Preview Activity 12.3.1.
A tetrahedron is a three-dimensional figure with four faces, each of which is a triangle. A picture of the tetrahedron \(T\) with vertices \((0,0,0)\text{,}\) \((1,0,0)\text{,}\) \((0,1,0)\text{,}\) and \((0,0,1)\) is shown at in Figure 12.3.1. If we place one vertex at the origin and let vectors \(\va\text{,}\) \(\vb\text{,}\) and \(\vc\) be determined by the edges of the tetrahedron that have one end at the origin, then a formula that tells us the volume \(V\) of the tetrahedron is
\begin{equation}
V = \frac{1}{6} \lvert \va \cdot (\vb \times \vc) \rvert.\tag{12.3.1}
\end{equation}
(a)
State the vectors \(\va\text{,}\) \(\vb\text{,}\) and \(\vc\) used for our tetrahedron \(T\text{.}\) Use these vectors in formula (12.3.1) to find the volume of the tetrahedron \(T\text{.}\)
(b)
Instead of memorizing or looking up the formula for the volume of a tetrahedron, we can use a double integral to calculate the volume of the tetrahedron \(T\text{.}\) To see how, notice that the top face of the tetrahedron \(T\) is the plane whose equation is
\begin{equation*}
z = 1-(x+y).
\end{equation*}
We will want to evaluate a pair of iterated integrals on on a non-rectangular region to calculate the volume of the region below this plane and in the first octant region.
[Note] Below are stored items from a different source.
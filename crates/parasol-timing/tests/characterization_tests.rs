//! Library characterization against synthetic timing models

use parasol_netlist::{Library, LibraryArcId, PerEdge, PinDirection};
use parasol_timing::{
    ArcTiming, CharacterizationError, CharacterizerConfig, DelayEvaluator, LibraryCharacterizer,
    NldmDelayEvaluator, NldmTable, Result, TimingMode, TimingSense, TimingTransition,
};

/// Per-arc linear delay `intercept + slope * load`, output slew tracks the
/// input slew with a per-arc offset
struct Synthetic {
    arcs: Vec<(f64, f64)>,
}

impl DelayEvaluator for Synthetic {
    fn arc_timing(
        &self,
        arc: LibraryArcId,
        _mode: TimingMode,
        transition: TimingTransition,
        input_slew: f64,
        load: f64,
    ) -> Result<ArcTiming> {
        let (intercept, slope) = self.arcs[arc.0 as usize];
        // Rise is slightly slower than fall
        let skew = match transition {
            TimingTransition::Rise => 1.0,
            TimingTransition::Fall => 0.0,
        };
        Ok(ArcTiming {
            delay: intercept + skew + slope * load,
            slew: 0.25 * input_slew + 4.0 + skew,
        })
    }
}

struct Fixture {
    library: Library,
    inv: LibraryArcId,
    nand_a: LibraryArcId,
    xor_a: LibraryArcId,
    tie: LibraryArcId,
}

fn fixture() -> Fixture {
    let mut library = Library::new("synthetic");

    let inv = library.add_cell("INV", 1.0).unwrap();
    let a = library.add_pin(inv, "A", PinDirection::Input, 1.0).unwrap();
    library
        .set_pin_capacitance(a, PerEdge::new(1.0, 2.0))
        .unwrap();
    let y = library.add_pin(inv, "Y", PinDirection::Output, 0.0).unwrap();
    let inv_arc = library.add_arc(a, y, TimingSense::NegativeUnate).unwrap();

    let nand = library.add_cell("NAND2", 2.0).unwrap();
    let na = library.add_pin(nand, "A", PinDirection::Input, 4.0).unwrap();
    let ny = library.add_pin(nand, "Y", PinDirection::Output, 0.0).unwrap();
    let nand_arc = library.add_arc(na, ny, TimingSense::NegativeUnate).unwrap();

    let xor = library.add_cell("XOR2", 3.0).unwrap();
    let xa = library.add_pin(xor, "A", PinDirection::Input, 1.0).unwrap();
    library
        .set_pin_capacitance(xa, PerEdge::new(3.0, 5.0))
        .unwrap();
    let xy = library.add_pin(xor, "Y", PinDirection::Output, 0.0).unwrap();
    let xor_arc = library.add_arc(xa, xy, TimingSense::NonUnate).unwrap();

    // Tie cell input without capacitance
    let tie = library.add_cell("TIE", 1.0).unwrap();
    let ta = library.add_pin(tie, "A", PinDirection::Input, 0.0).unwrap();
    let ty = library.add_pin(tie, "Y", PinDirection::Output, 0.0).unwrap();
    let tie_arc = library.add_arc(ta, ty, TimingSense::PositiveUnate).unwrap();

    Fixture {
        library,
        inv: inv_arc,
        nand_a: nand_arc,
        xor_a: xor_arc,
        tie: tie_arc,
    }
}

fn evaluator() -> Synthetic {
    Synthetic {
        // (intercept, slope per unit load) in arc order
        arcs: vec![(2.0, 3.0), (4.0, 1.5), (6.0, 2.0), (2.0, 9.0)],
    }
}

#[test]
fn test_reference_arc_is_fastest_first_found() {
    let fx = fixture();
    let mut characterizer = LibraryCharacterizer::default();
    characterizer
        .run_library_analysis(&fx.library, &evaluator())
        .unwrap();

    // INV and TIE tie on zero-load delay; the first one wins
    for mode in TimingMode::ALL {
        let reference = characterizer.reference_arc(mode).unwrap();
        assert_eq!(reference.arc, fx.inv);
        assert!((reference.zero_load_delay - 2.5).abs() < 1e-12);
    }
}

#[test]
fn test_reference_slew_converges_to_fixed_point() {
    let fx = fixture();
    let mut characterizer = LibraryCharacterizer::default();
    characterizer
        .run_library_analysis(&fx.library, &evaluator())
        .unwrap();

    // s = s / 4 + 4 + skew  =>  s = (4 + skew) * 4 / 3
    let fall = characterizer
        .reference_slew(TimingMode::Late, TimingTransition::Fall)
        .unwrap();
    let rise = characterizer
        .reference_slew(TimingMode::Late, TimingTransition::Rise)
        .unwrap();
    assert!((fall - 16.0 / 3.0).abs() < 1e-4);
    assert!((rise - 20.0 / 3.0).abs() < 1e-4);
}

#[test]
fn test_sense_aware_capacitance_and_slew() {
    let fx = fixture();
    let mut characterizer = LibraryCharacterizer::default();
    characterizer
        .run_library_analysis(&fx.library, &evaluator())
        .unwrap();
    let mode = TimingMode::Early;
    let slew_fall = characterizer
        .reference_slew(mode, TimingTransition::Fall)
        .unwrap();
    let slew_rise = characterizer
        .reference_slew(mode, TimingTransition::Rise)
        .unwrap();

    // Negative unate: an output rise comes from an input fall
    let rise = characterizer
        .characterization(fx.inv, mode, TimingTransition::Rise)
        .unwrap();
    assert_eq!(rise.cin, 1.0);
    assert_eq!(rise.slew, slew_fall);
    let fall = characterizer
        .characterization(fx.inv, mode, TimingTransition::Fall)
        .unwrap();
    assert_eq!(fall.cin, 2.0);
    assert_eq!(fall.slew, slew_rise);

    // Non unate: averages of both transitions
    let xor = characterizer
        .characterization(fx.xor_a, mode, TimingTransition::Rise)
        .unwrap();
    assert_eq!(xor.cin, 4.0);
    assert!((xor.slew - (slew_fall + slew_rise) / 2.0).abs() < 1e-12);
}

#[test]
fn test_fit_and_driver_resistance() {
    let fx = fixture();
    let mut characterizer = LibraryCharacterizer::default();
    characterizer
        .run_library_analysis(&fx.library, &evaluator())
        .unwrap();
    let mode = TimingMode::Late;

    // delay = 4 + 1.5 * h * 4 on NAND2: g = 6, p = 4 (fall) / 5 (rise)
    let fall = characterizer
        .characterization(fx.nand_a, mode, TimingTransition::Fall)
        .unwrap();
    assert!((fall.g - 6.0).abs() < 1e-9);
    assert!((fall.p - 4.0).abs() < 1e-9);
    let r = characterizer
        .driver_resistance(fx.nand_a, mode, TimingTransition::Fall)
        .unwrap();
    assert!((r - 1.5).abs() < 1e-9);

    // Each arc's driver resistance is its load slope
    let inv_r = characterizer.arc_driver_resistance(fx.inv, mode).unwrap();
    assert!((inv_r - 3.0).abs() < 1e-9);

    let inv_cell = fx.library.find_cell("INV").unwrap();
    let cell_r = characterizer
        .cell_max_driver_resistance(inv_cell, mode)
        .unwrap();
    assert!((cell_r - 3.0).abs() < 1e-9);

    // The tie arc has no input capacitance and stays out of the bounds
    let tie = characterizer
        .characterization(fx.tie, mode, TimingTransition::Rise)
        .unwrap();
    assert!(!tie.valid);
    let bounds = characterizer
        .library_driver_resistance(mode)
        .unwrap()
        .unwrap();
    assert!((bounds.min - 1.5).abs() < 1e-9);
    assert!((bounds.max - 3.0).abs() < 1e-9);
}

#[test]
fn test_second_run_keeps_first_result() {
    let fx = fixture();
    let mut characterizer = LibraryCharacterizer::default();
    let first = characterizer
        .run_library_analysis(&fx.library, &evaluator())
        .unwrap()
        .clone();

    let other = Synthetic {
        arcs: vec![(1.0, 1.0); 4],
    };
    let second = characterizer
        .run_library_analysis(&fx.library, &other)
        .unwrap();
    assert_eq!(&first, second);
}

#[test]
fn test_nldm_evaluator_characterization() {
    let mut library = Library::new("nldm");
    let inv = library.add_cell("INV_X1", 1.0).unwrap();
    let a = library.add_pin(inv, "A", PinDirection::Input, 2.0).unwrap();
    let y = library.add_pin(inv, "Y", PinDirection::Output, 0.0).unwrap();
    let arc = library.add_arc(a, y, TimingSense::NegativeUnate).unwrap();

    // Linear in load across the swept range (loads 0..=64)
    let delay = NldmTable::new(
        vec![0.0, 50.0],
        vec![0.0, 64.0],
        vec![vec![10.0, 138.0], vec![10.0, 138.0]],
    );
    let slew = NldmTable::new(
        vec![0.0, 50.0],
        vec![0.0, 64.0],
        vec![vec![8.0, 40.0], vec![18.0, 50.0]],
    );
    let mut evaluator = NldmDelayEvaluator::for_library(&library);
    evaluator.set_all_tables(arc, delay, slew);

    let mut characterizer = LibraryCharacterizer::new(CharacterizerConfig::default());
    characterizer.run_library_analysis(&library, &evaluator).unwrap();

    let model = characterizer
        .characterization(arc, TimingMode::Late, TimingTransition::Rise)
        .unwrap();
    // 128 / 64 per unit load, times cin = 2
    assert!((model.g - 4.0).abs() < 1e-9);
    assert!((model.p - 10.0).abs() < 1e-9);
    assert!(characterizer
        .rms_error(arc, TimingMode::Late, TimingTransition::Rise)
        .unwrap()
        < 1e-9);
}

#[test]
fn test_missing_tables_abort_pass() {
    let fx = fixture();
    let evaluator = NldmDelayEvaluator::for_library(&fx.library);
    let mut characterizer = LibraryCharacterizer::default();
    let err = characterizer
        .run_library_analysis(&fx.library, &evaluator)
        .unwrap_err();
    match err {
        CharacterizationError::MissingTable { arc } => assert_eq!(arc, "INV:A->Y"),
        other => panic!("unexpected error: {}", other),
    }
    assert!(!characterizer.is_characterized());
}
Reminder: the first octant is the part of \(\mathbb{R}^3\) that has positive \(x\)-, \(y\)-, and \(z\)-coordinates.
The volume of the tetrahedron will be given by the double integral
\begin{equation*}
\iint_R 1-(x+y) dA
\end{equation*}
where the region of integration will be the triangle at the base of our tetrahedron (in the \(xy\)-plane) as shown in Figure 12.3.2. We will need to understand how to express this double integral as an iterated integral using our cross sectional ideas from Section 12.2.
We will look at a cross sectional idea along a constant value of \(x=a\) which will give an iterated integral of the form
\begin{equation*}
\int_{x=?}^{x=?} \int_{y=?}^{y=?} 1-(x+y) \, dy \, dx.
\end{equation*}
If we look at \(R\) along the trace \(x=a\text{,}\) what will be the upper and lower bounds on the corresponding \(y\) coordinates?
\begin{equation*}
\text{If }x=a\text{, then } \underline{\hspace{1.0in}} \leq y \leq \underline{\hspace{1.0in}}
\end{equation*}
The lower bound will not depend on the value of \(a\) used but the upper bound will, so the expression for the upper bound should be written in terms of \(a\text{.}\) You should write a couple of sentences to describe how you came up with your upper and lower bounds.
(c)
Explain which part of the iterated integral
\begin{equation*}
\int_{x=0}^{x=1} \int_{y=0}^{y=1-x} 1-(x+y) \, dy \, dx
\end{equation*}
will correspond to the blue cross section in Figure 12.3.3.
(d)
Use the Fundamental Theorem of Calculus (twice!) to evaluate the iterated integral
\begin{equation*}
\int_{x=0}^{x=1} \int_{y=0}^{y=1-x} 1-(x+y) \, dy \, dx
\end{equation*}
and compare to your result from part (a). (As with iterated integrals over rectangular regions, start with the inner integral.)